TASK:
Show each line from the listing that includes the word "offline".

===============

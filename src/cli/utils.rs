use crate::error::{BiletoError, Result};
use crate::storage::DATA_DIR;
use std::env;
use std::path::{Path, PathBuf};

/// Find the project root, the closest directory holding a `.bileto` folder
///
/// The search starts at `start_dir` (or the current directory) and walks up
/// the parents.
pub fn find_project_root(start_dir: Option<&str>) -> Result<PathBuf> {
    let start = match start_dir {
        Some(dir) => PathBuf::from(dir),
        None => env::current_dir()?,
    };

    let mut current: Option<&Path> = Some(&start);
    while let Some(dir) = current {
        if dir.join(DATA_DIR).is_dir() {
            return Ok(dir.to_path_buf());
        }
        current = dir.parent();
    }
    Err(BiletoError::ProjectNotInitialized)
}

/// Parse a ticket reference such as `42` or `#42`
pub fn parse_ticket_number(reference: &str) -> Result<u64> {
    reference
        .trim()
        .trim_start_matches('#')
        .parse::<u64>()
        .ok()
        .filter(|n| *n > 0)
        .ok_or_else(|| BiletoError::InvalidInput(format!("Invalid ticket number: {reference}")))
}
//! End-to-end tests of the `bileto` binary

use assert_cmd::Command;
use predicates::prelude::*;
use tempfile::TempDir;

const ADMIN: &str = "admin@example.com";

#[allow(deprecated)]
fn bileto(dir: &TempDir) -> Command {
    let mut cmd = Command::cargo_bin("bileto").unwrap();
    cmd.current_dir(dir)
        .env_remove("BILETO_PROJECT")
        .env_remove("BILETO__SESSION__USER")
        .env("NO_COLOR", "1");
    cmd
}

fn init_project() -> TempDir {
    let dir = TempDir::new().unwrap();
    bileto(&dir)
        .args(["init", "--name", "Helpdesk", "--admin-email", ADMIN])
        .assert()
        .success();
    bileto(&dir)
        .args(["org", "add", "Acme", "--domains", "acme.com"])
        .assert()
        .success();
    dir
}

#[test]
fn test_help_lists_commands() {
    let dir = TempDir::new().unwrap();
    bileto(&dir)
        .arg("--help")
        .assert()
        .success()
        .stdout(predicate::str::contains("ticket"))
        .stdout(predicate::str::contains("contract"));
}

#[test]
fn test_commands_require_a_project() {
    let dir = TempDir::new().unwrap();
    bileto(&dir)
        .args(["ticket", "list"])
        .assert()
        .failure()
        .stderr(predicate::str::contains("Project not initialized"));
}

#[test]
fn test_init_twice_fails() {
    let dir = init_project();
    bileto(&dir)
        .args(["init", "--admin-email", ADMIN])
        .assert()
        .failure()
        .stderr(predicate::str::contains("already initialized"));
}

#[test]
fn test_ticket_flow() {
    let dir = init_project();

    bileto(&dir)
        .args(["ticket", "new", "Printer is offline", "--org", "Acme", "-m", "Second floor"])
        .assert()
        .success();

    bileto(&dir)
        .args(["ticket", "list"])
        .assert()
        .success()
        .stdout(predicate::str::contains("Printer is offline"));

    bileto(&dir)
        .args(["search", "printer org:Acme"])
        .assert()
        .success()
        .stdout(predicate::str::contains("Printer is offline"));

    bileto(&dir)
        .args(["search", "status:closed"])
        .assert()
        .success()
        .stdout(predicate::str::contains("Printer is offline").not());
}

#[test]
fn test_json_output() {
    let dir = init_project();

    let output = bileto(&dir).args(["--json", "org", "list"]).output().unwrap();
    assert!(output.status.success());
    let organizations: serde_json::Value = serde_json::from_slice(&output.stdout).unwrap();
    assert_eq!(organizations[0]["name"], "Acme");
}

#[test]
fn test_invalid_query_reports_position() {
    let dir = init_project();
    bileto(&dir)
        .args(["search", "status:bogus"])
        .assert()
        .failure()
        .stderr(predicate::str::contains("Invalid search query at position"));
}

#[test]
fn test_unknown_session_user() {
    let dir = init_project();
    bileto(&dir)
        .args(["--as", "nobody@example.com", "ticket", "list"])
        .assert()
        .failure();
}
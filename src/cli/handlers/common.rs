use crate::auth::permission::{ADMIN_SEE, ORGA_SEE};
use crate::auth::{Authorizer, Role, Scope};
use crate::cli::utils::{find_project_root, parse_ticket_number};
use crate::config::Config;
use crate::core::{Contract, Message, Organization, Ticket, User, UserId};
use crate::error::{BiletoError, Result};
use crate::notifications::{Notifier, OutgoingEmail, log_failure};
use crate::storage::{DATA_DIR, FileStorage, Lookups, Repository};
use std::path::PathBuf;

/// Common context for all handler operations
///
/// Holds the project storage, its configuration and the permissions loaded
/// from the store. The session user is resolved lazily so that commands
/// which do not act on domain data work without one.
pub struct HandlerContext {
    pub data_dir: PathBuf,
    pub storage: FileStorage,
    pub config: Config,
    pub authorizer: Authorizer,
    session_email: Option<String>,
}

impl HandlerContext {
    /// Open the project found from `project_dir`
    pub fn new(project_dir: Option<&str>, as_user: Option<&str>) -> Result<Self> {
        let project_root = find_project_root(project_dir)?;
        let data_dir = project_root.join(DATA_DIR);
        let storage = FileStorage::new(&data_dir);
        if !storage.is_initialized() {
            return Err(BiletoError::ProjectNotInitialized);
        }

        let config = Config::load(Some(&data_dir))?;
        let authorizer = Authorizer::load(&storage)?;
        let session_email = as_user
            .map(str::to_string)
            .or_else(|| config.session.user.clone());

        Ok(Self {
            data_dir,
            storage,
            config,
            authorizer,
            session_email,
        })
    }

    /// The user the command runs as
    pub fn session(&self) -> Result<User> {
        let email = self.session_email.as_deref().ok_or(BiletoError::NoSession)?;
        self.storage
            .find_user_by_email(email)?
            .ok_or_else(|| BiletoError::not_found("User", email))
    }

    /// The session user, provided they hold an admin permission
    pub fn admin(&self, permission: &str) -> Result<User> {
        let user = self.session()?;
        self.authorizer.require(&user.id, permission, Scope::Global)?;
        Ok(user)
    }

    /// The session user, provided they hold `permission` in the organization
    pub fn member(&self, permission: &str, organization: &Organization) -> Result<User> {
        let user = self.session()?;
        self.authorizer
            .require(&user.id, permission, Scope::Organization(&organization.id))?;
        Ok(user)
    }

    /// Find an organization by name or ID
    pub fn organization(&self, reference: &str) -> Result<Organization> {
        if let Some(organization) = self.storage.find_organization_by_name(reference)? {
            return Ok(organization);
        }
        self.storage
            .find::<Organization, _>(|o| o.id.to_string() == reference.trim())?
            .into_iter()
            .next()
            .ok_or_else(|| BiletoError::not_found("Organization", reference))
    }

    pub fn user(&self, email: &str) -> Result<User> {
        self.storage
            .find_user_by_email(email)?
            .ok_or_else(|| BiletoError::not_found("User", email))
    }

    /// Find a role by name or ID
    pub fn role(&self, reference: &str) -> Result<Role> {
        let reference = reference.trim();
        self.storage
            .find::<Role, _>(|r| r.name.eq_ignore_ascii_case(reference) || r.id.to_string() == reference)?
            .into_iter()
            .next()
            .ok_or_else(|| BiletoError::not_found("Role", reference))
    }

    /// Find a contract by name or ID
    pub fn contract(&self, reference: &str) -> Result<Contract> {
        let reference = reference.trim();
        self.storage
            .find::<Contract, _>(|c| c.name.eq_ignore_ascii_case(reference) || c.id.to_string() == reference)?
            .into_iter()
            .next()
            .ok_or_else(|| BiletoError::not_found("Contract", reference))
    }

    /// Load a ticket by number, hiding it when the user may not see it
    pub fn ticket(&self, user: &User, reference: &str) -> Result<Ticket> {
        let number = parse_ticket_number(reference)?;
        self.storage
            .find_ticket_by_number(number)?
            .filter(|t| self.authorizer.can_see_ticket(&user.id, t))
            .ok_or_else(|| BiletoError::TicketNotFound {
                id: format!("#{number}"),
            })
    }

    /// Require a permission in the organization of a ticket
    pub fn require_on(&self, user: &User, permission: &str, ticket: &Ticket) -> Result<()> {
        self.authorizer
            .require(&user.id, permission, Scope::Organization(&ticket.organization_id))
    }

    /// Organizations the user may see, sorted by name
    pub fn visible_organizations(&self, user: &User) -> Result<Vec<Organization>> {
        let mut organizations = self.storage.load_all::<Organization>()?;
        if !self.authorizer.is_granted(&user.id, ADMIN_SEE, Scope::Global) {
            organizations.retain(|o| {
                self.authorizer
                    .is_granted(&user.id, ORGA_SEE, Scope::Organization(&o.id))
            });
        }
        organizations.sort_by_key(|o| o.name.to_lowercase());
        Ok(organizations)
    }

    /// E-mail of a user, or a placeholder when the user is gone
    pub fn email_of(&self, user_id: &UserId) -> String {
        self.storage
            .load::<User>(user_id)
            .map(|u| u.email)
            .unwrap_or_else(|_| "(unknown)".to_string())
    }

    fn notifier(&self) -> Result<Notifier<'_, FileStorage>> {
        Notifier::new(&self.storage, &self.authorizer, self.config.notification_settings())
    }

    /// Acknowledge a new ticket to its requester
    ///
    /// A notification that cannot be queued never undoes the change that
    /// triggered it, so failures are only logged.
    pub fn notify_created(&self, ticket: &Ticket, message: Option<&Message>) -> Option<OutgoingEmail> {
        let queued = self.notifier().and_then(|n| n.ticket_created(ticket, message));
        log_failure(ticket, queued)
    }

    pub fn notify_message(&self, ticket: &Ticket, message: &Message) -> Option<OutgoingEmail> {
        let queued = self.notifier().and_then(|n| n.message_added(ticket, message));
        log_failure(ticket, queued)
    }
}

===============

RESULT BELOW:
        .args(["ticket", "new", "Printer is offline", "--org", "Acme", "-m", "Second floor"])
        .stdout(predicate::str::contains("Printer is offline"));
        .stdout(predicate::str::contains("Printer is offline"));
        .stdout(predicate::str::contains("Printer is offline").not());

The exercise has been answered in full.